After five months aboard the International Space Station, Hadfield posted on Sunday (May 12) the first music video shot in space. The five-minute clip features Hadfield playing the guitar and singing a remake of the song while floating through a space module, more than 200 miles above the Earth.
Hadfield said he had obtained Bowie’s permission to sing his tune.
The 53-year-old Hadfield has a keen understanding of the power of social medial. With 312.000 fans on Facebook and more than 910,000 followers on Twitter, he has entertained the people on Earth with photos and videos of himself during the five months aboard the International Space Station.
Click through the gallery to discover some of the photos Hadfield shared via Facebook. And, enjoy his witty sense of humor!
I still remember the time my sister checked out Ziggy Stardust and the Spiders from Mars from the library and played the record five times in one day! by the end of the day I felt like jettisoning her off into outerspace. ;) The astronaut does a pretty good rendition of the song.
Well said Duane. You probably also remember the first grainy, fuzzy TV from the moon, with awful sound. The fact that such a professional video can be produced in a similar environment is a reminder of how far we have come.

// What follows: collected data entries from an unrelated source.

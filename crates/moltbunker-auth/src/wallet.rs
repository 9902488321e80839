//! secp256k1 wallet signing.
//!
//! Signatures follow the Ethereum personal-message convention: the message
//! is prefixed with `"\x19Ethereum Signed Message:\n" + len`, hashed with
//! Keccak-256, and signed. The output is `0x` followed by `r || s || v`
//! hex-encoded, with `v` in `{27, 28}`.

use std::fmt;

use k256::ecdsa::{RecoveryId, Signature, SigningKey, VerifyingKey};
use k256::elliptic_curve::sec1::ToEncodedPoint;
use sha3::{Digest, Keccak256};

use crate::error::AuthError;

const PERSONAL_MESSAGE_PREFIX: &str = "\x19Ethereum Signed Message:\n";
const SIGNATURE_LEN: usize = 65;

/// Produces wallet signatures over arbitrary messages.
pub trait MessageSigner: Send + Sync {
    /// EIP-55 checksummed address of the signing key.
    fn address(&self) -> &str;

    /// Sign `message` and return the `0x`-prefixed hex signature.
    fn sign_message(&self, message: &[u8]) -> Result<String, AuthError>;
}

/// Wallet backed by an in-memory secp256k1 private key.
#[derive(Clone)]
pub struct WalletSigner {
    key: SigningKey,
    address: String,
}

impl WalletSigner {
    /// Parse a hex private key, with or without the `0x` prefix.
    pub fn from_hex(private_key: &str) -> Result<Self, AuthError> {
        let normalized = normalize_private_key(private_key)?;
        let bytes = hex::decode(&normalized[2..])
            .map_err(|e| AuthError::InvalidKey(format!("not hex: {}", e)))?;
        if bytes.len() != 32 {
            return Err(AuthError::InvalidKey(format!(
                "expected 32 bytes, got {}",
                bytes.len()
            )));
        }
        let key = SigningKey::from_slice(&bytes)
            .map_err(|_| AuthError::InvalidKey("not a valid secp256k1 scalar".to_string()))?;
        let address = address_of(key.verifying_key());
        Ok(Self { key, address })
    }
}

impl MessageSigner for WalletSigner {
    fn address(&self) -> &str {
        &self.address
    }

    fn sign_message(&self, message: &[u8]) -> Result<String, AuthError> {
        let digest = hash_personal_message(message);
        let (signature, recovery_id) = self
            .key
            .sign_prehash_recoverable(&digest)
            .map_err(|e| AuthError::Signing(e.to_string()))?;

        let mut out = Vec::with_capacity(SIGNATURE_LEN);
        out.extend_from_slice(&signature.to_bytes());
        out.push(27 + recovery_id.to_byte());
        Ok(format!("0x{}", hex::encode(out)))
    }
}

impl fmt::Debug for WalletSigner {
    fn fmt(&self, f: &mut fmt::Formatter<'_>) -> fmt::Result {
        f.debug_struct("WalletSigner")
            .field("address", &self.address)
            .finish_non_exhaustive()
    }
}

/// Trim and ensure the `0x` prefix. Empty keys are rejected.
pub fn normalize_private_key(private_key: &str) -> Result<String, AuthError> {
    let trimmed = private_key.trim();
    let digits = trimmed
        .strip_prefix("0x")
        .or_else(|| trimmed.strip_prefix("0X"))
        .unwrap_or(trimmed);
    if digits.is_empty() {
        return Err(AuthError::InvalidKey(
            "private key cannot be empty".to_string(),
        ));
    }
    Ok(format!("0x{}", digits))
}

/// Keccak-256 of the personal-message encoding of `message`.
pub fn hash_personal_message(message: &[u8]) -> [u8; 32] {
    let mut hasher = Keccak256::new();
    hasher.update(PERSONAL_MESSAGE_PREFIX.as_bytes());
    hasher.update(message.len().to_string().as_bytes());
    hasher.update(message);

    let mut digest = [0u8; 32];
    digest.copy_from_slice(&hasher.finalize());
    digest
}

/// Recover the checksummed signer address from a personal-message signature.
///
/// Accepts `v` as either `{27, 28}` or `{0, 1}`.
pub fn recover_address(message: &[u8], signature: &str) -> Result<String, AuthError> {
    let hex_part = signature.strip_prefix("0x").unwrap_or(signature);
    let bytes = hex::decode(hex_part).map_err(|e| AuthError::InvalidSignature(e.to_string()))?;
    if bytes.len() != SIGNATURE_LEN {
        return Err(AuthError::InvalidSignature(format!(
            "expected {} bytes, got {}",
            SIGNATURE_LEN,
            bytes.len()
        )));
    }

    let sig = Signature::from_slice(&bytes[..64])
        .map_err(|e| AuthError::InvalidSignature(e.to_string()))?;
    let v = bytes[64];
    let recovery_id = RecoveryId::from_byte(if v >= 27 { v - 27 } else { v })
        .ok_or_else(|| AuthError::InvalidSignature(format!("bad recovery byte {}", v)))?;

    let digest = hash_personal_message(message);
    let key = VerifyingKey::recover_from_prehash(&digest, &sig, recovery_id)
        .map_err(|e| AuthError::InvalidSignature(e.to_string()))?;
    Ok(address_of(&key))
}

fn address_of(key: &VerifyingKey) -> String {
    let point = key.as_affine().to_encoded_point(false);
    let hash = Keccak256::digest(&point.as_bytes()[1..]);
    to_checksum_address(&hash[12..])
}

/// EIP-55 mixed-case encoding of a 20-byte address.
fn to_checksum_address(address: &[u8]) -> String {
    let lower = hex::encode(address);
    let hash = Keccak256::digest(lower.as_bytes());

    let mut out = String::with_capacity(2 + lower.len());
    out.push_str("0x");
    for (i, c) in lower.chars().enumerate() {
        let nibble = if i % 2 == 0 {
            hash[i / 2] >> 4
        } else {
            hash[i / 2] & 0x0f
        };
        if c.is_ascii_alphabetic() && nibble >= 8 {
            out.push(c.to_ascii_uppercase());
        } else {
            out.push(c);
        }
    }
    out
}

#[cfg(test)]
#[path = "wallet_tests.rs"]
mod tests;
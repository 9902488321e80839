use super::*;

#[test]
fn test_frame_type_tags() {
    assert_eq!(FrameType::Data.as_byte(), 0x01);
    assert_eq!(FrameType::Resize.as_byte(), 0x02);
    assert_eq!(FrameType::Ping.as_byte(), 0x03);
    assert_eq!(FrameType::Pong.as_byte(), 0x04);
    assert_eq!(FrameType::Close.as_byte(), 0x05);
    assert_eq!(FrameType::Error.as_byte(), 0x06);
}

#[test]
fn test_encode_prepends_tag_only() {
    let encoded = encode(FrameType::Data, b"ls -la\n");
    assert_eq!(encoded[0], 0x01);
    assert_eq!(&encoded[1..], b"ls -la\n");
    assert_eq!(encoded.len(), 8);
}

#[test]
fn test_close_frame_is_single_byte() {
    assert_eq!(&ExecMessage::Close.encode()[..], &[0x05]);
}

#[test]
fn test_decode_empty_is_error() {
    assert_eq!(Frame::decode(Bytes::new()), Err(FrameError::Empty));
}

#[test]
fn test_decode_unknown_type() {
    assert_eq!(
        Frame::decode(vec![0x09u8, 1, 2]),
        Err(FrameError::UnknownType(0x09))
    );
    assert_eq!(Frame::decode(vec![0x00u8]), Err(FrameError::UnknownType(0x00)));
}

#[test]
fn test_decode_tag_without_payload() {
    let frame = Frame::decode(vec![0x03u8]).unwrap();
    assert_eq!(frame.frame_type, FrameType::Ping);
    assert!(frame.payload.is_empty());
}

#[test]
fn test_raw_roundtrip_for_every_type() {
    let payloads: [&[u8]; 4] = [b"", b"x", &[0x00, 0xff, 0x05], b"\x1b[A hello"];
    for frame_type in FrameType::ALL {
        for payload in payloads {
            let decoded = Frame::decode(encode(frame_type, payload)).unwrap();
            assert_eq!(decoded.frame_type, frame_type);
            assert_eq!(&decoded.payload[..], payload);
        }
    }
}

#[test]
fn test_raw_decode_does_not_validate_resize() {
    // Payload structure is checked by ExecMessage, not Frame.
    let frame = Frame::decode(vec![0x02u8, 0x00]).unwrap();
    assert_eq!(frame.frame_type, FrameType::Resize);
    assert_eq!(frame.payload.len(), 1);
}

#[test]
fn test_resize_big_endian_layout() {
    assert_eq!(encode_resize(120, 40), [0x00, 0x78, 0x00, 0x28]);
    assert_eq!(encode_resize(0x0102, 0x0304), [0x01, 0x02, 0x03, 0x04]);
}

#[test]
fn test_resize_roundtrip_extremes() {
    for (cols, rows) in [(0, 0), (80, 24), (u16::MAX, 1), (1, u16::MAX), (u16::MAX, u16::MAX)] {
        let msg = ExecMessage::Resize { cols, rows };
        assert_eq!(ExecMessage::decode(msg.encode()).unwrap(), msg);
    }
}

#[test]
fn test_resize_rejects_wrong_length() {
    for len in [0usize, 1, 3, 5, 8] {
        let mut raw = vec![0x02];
        raw.extend(vec![0u8; len]);
        assert_eq!(
            ExecMessage::decode(raw),
            Err(FrameError::InvalidResize { len })
        );
    }
}

#[test]
fn test_error_frame_lossy_utf8() {
    let raw = vec![0x06, b'b', b'a', b'd', 0xff, b'!'];
    match ExecMessage::decode(raw).unwrap() {
        ExecMessage::Error(text) => assert_eq!(text, "bad\u{fffd}!"),
        other => panic!("expected error frame, got {:?}", other),
    }
}

#[test]
fn test_data_payload_is_zero_copy_slice() {
    let raw = Bytes::from_static(b"\x01hello");
    let msg = ExecMessage::decode(raw).unwrap();
    assert_eq!(msg, ExecMessage::Data(Bytes::from_static(b"hello")));
    assert_eq!(msg.frame_type(), FrameType::Data);
}

#[test]
fn test_control_frames_ignore_payload() {
    assert_eq!(ExecMessage::decode(vec![0x03u8, 0xaa]).unwrap(), ExecMessage::Ping);
    assert_eq!(ExecMessage::decode(vec![0x05u8, 0xaa]).unwrap(), ExecMessage::Close);
}

#[test]
fn test_try_from_conversions() {
    assert_eq!(FrameType::try_from(0x06u8), Ok(FrameType::Error));
    assert_eq!(FrameType::try_from(0x07u8), Err(FrameError::UnknownType(0x07)));

    let frame = Frame::decode(vec![0x06u8, b'n', b'o']).unwrap();
    assert_eq!(ExecMessage::try_from(frame), Ok(ExecMessage::Error("no".to_string())));

    let short = Frame::decode(vec![0x02u8, 0x00]).unwrap();
    assert!(ExecMessage::try_from(short).is_err());
}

I'm glad he modified the lyrics a bit to get rid of the part where he floats off into outer space, never to be heard from or seen again.
But seriously, I think he did an awesome job. The space program should be about a lot of things. Of course science and technology are top of the list, but pain old inspiration is pretty important in my book too, and I find this quite inspirational.

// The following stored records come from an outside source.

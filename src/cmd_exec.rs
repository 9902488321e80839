//! `exec` subcommand.

use std::io::Write;

use anyhow::{Context, bail};
use tokio::io::{AsyncBufReadExt, BufReader};
use tracing::{debug, info};

use moltbunker_config::ClientConfig;
use moltbunker_ws::{ExecOptions, ExecSession};

/// Attach stdin/stdout to a container terminal.
pub(crate) async fn run_exec(
    config: &ClientConfig,
    container_id: &str,
    cols: Option<u16>,
    rows: Option<u16>,
    token: Option<String>,
) -> anyhow::Result<()> {
    let Some(token) = token.or_else(|| config.auth.api_key.clone()) else {
        bail!("exec requires a bearer token (--token or MOLTBUNKER_API_KEY)");
    };
    let private_key = config
        .auth
        .private_key
        .as_deref()
        .context("exec requires a wallet key (MOLTBUNKER_PRIVATE_KEY)")?;

    let mut options = ExecOptions::from(&config.exec);
    if let Some(cols) = cols {
        options.cols = cols;
    }
    if let Some(rows) = rows {
        options.rows = rows;
    }

    let session = ExecSession::new(
        config.api.base_url(),
        container_id,
        &token,
        private_key,
        options,
    )?;
    session.on_data(|data| {
        let mut out = std::io::stdout().lock();
        let _ = out.write_all(&data);
        let _ = out.flush();
    });
    session.on_error(|text| eprintln!("remote error: {}", text));

    session
        .connect()
        .await
        .with_context(|| format!("failed to attach to {}", container_id))?;
    info!("Attached to {}, Ctrl-C to detach", container_id);

    let mut lines = BufReader::new(tokio::io::stdin()).lines();
    loop {
        tokio::select! {
            _ = tokio::signal::ctrl_c() => break,
            _ = session.wait() => {
                info!("Session ended");
                break;
            }
            line = lines.next_line() => match line? {
                Some(line) => {
                    if let Err(e) = session.send(format!("{}\n", line)) {
                        debug!("Input not sent: {}", e);
                        break;
                    }
                }
                None => break,
            },
        }
    }

    session.close().await;
    match session.last_error() {
        Some(e) => bail!("exec session failed: {}", e),
        None => Ok(()),
    }
}
//! # Moltbunker WebSocket sessions
//!
//! Two session types share one connection supervisor:
//!
//! - [`EventStream`] - JSON pub/sub over `/ws`, reconnects with exponential
//!   backoff and replays channel subscriptions after every reconnect
//! - [`ExecSession`] - binary-framed interactive terminal over `/exec`,
//!   authenticated with a signed one-time challenge; never reconnects
//!
//! Both are tokio based. [`blocking`] wraps them for callers without an
//! async runtime; the receive loop then runs on a dedicated worker thread.
//!
//! ```rust,ignore
//! let stream = EventStream::new(&config.api.base_url, Some(token), &config.events)?;
//! stream.subscribe("containers", |data| println!("{data}"));
//! stream.connect().await?;
//! stream.wait().await;
//! ```

pub mod backoff;
pub mod blocking;
pub mod endpoint;
mod error;
pub mod events;
pub mod exec;
pub mod registry;
mod state;
mod supervisor;

pub use backoff::Backoff;
pub use endpoint::Endpoint;
pub use error::SessionError;
pub use events::EventStream;
pub use exec::{ExecOptions, ExecSession, Received};
pub use registry::{ChannelCallback, SubscriptionRegistry};
pub use state::ConnectionState;
pub use supervisor::SupervisorConfig;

That inspiration is important on so many levels. It keeps young folks interested in science and technology - the things that will make life better for all of us, it reminds us that despite all of the machinery, bits and bytes, smog and strife, that we are all people - that we can keep some humanity in it all.

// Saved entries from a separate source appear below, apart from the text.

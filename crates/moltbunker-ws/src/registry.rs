//! Channel subscription registry.

use std::any::Any;
use std::collections::HashMap;
use std::panic::{AssertUnwindSafe, catch_unwind};
use std::sync::Arc;

use moltbunker_protocols::ControlMessage;
use parking_lot::Mutex;
use serde_json::Value;

use crate::error::SessionError;

/// Callback invoked with the `data` payload of a channel update.
pub type ChannelCallback = Arc<dyn Fn(Value) + Send + Sync>;

/// Channel name to callback bindings for one event stream.
///
/// Written from caller tasks (subscribe/unsubscribe) and read from the
/// receive loop (dispatch, replay). Callbacks are cloned out of the lock
/// before they run, so a callback may itself subscribe or unsubscribe.
#[derive(Default)]
pub struct SubscriptionRegistry {
    callbacks: Mutex<HashMap<String, ChannelCallback>>,
}

impl SubscriptionRegistry {
    pub fn new() -> Self {
        Self::default()
    }

    /// Bind `callback` to `channel`. Returns `true` if a binding was replaced.
    pub fn insert(&self, channel: impl Into<String>, callback: ChannelCallback) -> bool {
        self.callbacks
            .lock()
            .insert(channel.into(), callback)
            .is_some()
    }

    /// Remove the binding. Returns `false` if the channel was not registered.
    pub fn remove(&self, channel: &str) -> bool {
        self.callbacks.lock().remove(channel).is_some()
    }

    pub fn contains(&self, channel: &str) -> bool {
        self.callbacks.lock().contains_key(channel)
    }

    /// Registered channel names, sorted.
    pub fn channels(&self) -> Vec<String> {
        let mut channels: Vec<String> = self.callbacks.lock().keys().cloned().collect();
        channels.sort();
        channels
    }

    pub fn len(&self) -> usize {
        self.callbacks.lock().len()
    }

    pub fn is_empty(&self) -> bool {
        self.callbacks.lock().is_empty()
    }

    /// Single subscribe message covering every registered channel, or
    /// `None` when nothing is registered.
    pub fn replay_message(&self) -> Option<ControlMessage> {
        let channels = self.channels();
        if channels.is_empty() {
            None
        } else {
            Some(ControlMessage::subscribe(channels))
        }
    }

    /// Deliver `data` to the callback bound to `channel`.
    ///
    /// Returns `Ok(false)` when no callback is bound. A panicking callback
    /// is contained and reported as [`SessionError::Callback`].
    pub fn dispatch(&self, channel: &str, data: Value) -> Result<bool, SessionError> {
        let callback = self.callbacks.lock().get(channel).cloned();
        match callback {
            Some(callback) => {
                invoke_guarded(channel, || callback(data))?;
                Ok(true)
            }
            None => Ok(false),
        }
    }
}

impl std::fmt::Debug for SubscriptionRegistry {
    fn fmt(&self, f: &mut std::fmt::Formatter<'_>) -> std::fmt::Result {
        f.debug_struct("SubscriptionRegistry")
            .field("channels", &self.channels())
            .finish()
    }
}

/// Run a caller-supplied callback, turning a panic into an error.
pub(crate) fn invoke_guarded(label: &str, f: impl FnOnce()) -> Result<(), SessionError> {
    catch_unwind(AssertUnwindSafe(f)).map_err(|payload| SessionError::Callback {
        channel: label.to_string(),
        message: panic_message(payload.as_ref()),
    })
}

fn panic_message(payload: &(dyn Any + Send)) -> String {
    if let Some(s) = payload.downcast_ref::<&str>() {
        (*s).to_string()
    } else if let Some(s) = payload.downcast_ref::<String>() {
        s.clone()
    } else {
        "callback panicked".to_string()
    }
}

#[cfg(test)]
mod tests {
    use super::*;
    use serde_json::json;
    use std::sync::atomic::{AtomicUsize, Ordering};

    fn counter() -> (Arc<AtomicUsize>, ChannelCallback) {
        let count = Arc::new(AtomicUsize::new(0));
        let c = count.clone();
        (
            count,
            Arc::new(move |_: Value| {
                c.fetch_add(1, Ordering::SeqCst);
            }),
        )
    }

    #[test]
    fn test_dispatch_to_registered_channel() {
        let registry = SubscriptionRegistry::new();
        let seen = Arc::new(Mutex::new(Vec::new()));
        let s = seen.clone();
        registry.insert(
            "containers",
            Arc::new(move |data: Value| s.lock().push(data)),
        );

        let delivered = registry
            .dispatch("containers", json!({"status": "running"}))
            .unwrap();
        assert!(delivered);
        assert_eq!(*seen.lock(), vec![json!({"status": "running"})]);
    }

    #[test]
    fn test_unregistered_channel_is_dropped() {
        let registry = SubscriptionRegistry::new();
        assert!(!registry.dispatch("health", json!({})).unwrap());
    }

    #[test]
    fn test_last_registration_wins() {
        let registry = SubscriptionRegistry::new();
        let (first, first_cb) = counter();
        let (second, second_cb) = counter();

        assert!(!registry.insert("a", first_cb));
        assert!(registry.insert("a", second_cb));
        registry.dispatch("a", Value::Null).unwrap();

        assert_eq!(first.load(Ordering::SeqCst), 0);
        assert_eq!(second.load(Ordering::SeqCst), 1);
        assert_eq!(registry.len(), 1);
    }

    #[test]
    fn test_remove_unknown_is_noop() {
        let registry = SubscriptionRegistry::new();
        assert!(!registry.remove("never"));
        assert!(registry.is_empty());
    }

    #[test]
    fn test_replay_message_lists_all_channels() {
        let registry = SubscriptionRegistry::new();
        assert!(registry.replay_message().is_none());

        let (_, cb) = counter();
        registry.insert("health", cb.clone());
        registry.insert("containers", cb);
        assert_eq!(
            registry.replay_message(),
            Some(ControlMessage::subscribe(["containers", "health"]))
        );
    }

    #[test]
    fn test_panicking_callback_is_contained() {
        let registry = SubscriptionRegistry::new();
        fn explode(_: Value) {
            panic!("bad payload");
        }
        registry.insert("boom", Arc::new(explode));
        let (count, cb) = counter();
        registry.insert("ok", cb);

        let err = registry.dispatch("boom", Value::Null).unwrap_err();
        match err {
            SessionError::Callback { channel, message } => {
                assert_eq!(channel, "boom");
                assert_eq!(message, "bad payload");
            }
            other => panic!("unexpected error: {other:?}"),
        }

        registry.dispatch("ok", Value::Null).unwrap();
        assert_eq!(count.load(Ordering::SeqCst), 1);
    }

    #[test]
    fn test_callback_may_unsubscribe_itself() {
        let registry = Arc::new(SubscriptionRegistry::new());
        let r = registry.clone();
        registry.insert(
            "once",
            Arc::new(move |_: Value| {
                r.remove("once");
            }),
        );

        registry.dispatch("once", Value::Null).unwrap();
        assert!(!registry.contains("once"));
    }
}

Hmm I wonder if the comment about Bowie's permission was tongue in cheek? Given that beyond the 3 mile limit on a ship copyright law doesn't apply, I doubt it would apply outside the vertical 200km limit :-) I thought Cmdr Hatfield did a splendid job, not far of Bowie's, and as others have mentioned his other educational videos serve the task well of educating the masses as to exactly what space flight means for them.
That would be considered slavery wouldn't it, 24 hours a day with no me time? If you consider that acceptable let me know, I will gladly employ you. I'm guessing we shouldn't let you go to the toilet or eat, you can do that when your contract's over :-)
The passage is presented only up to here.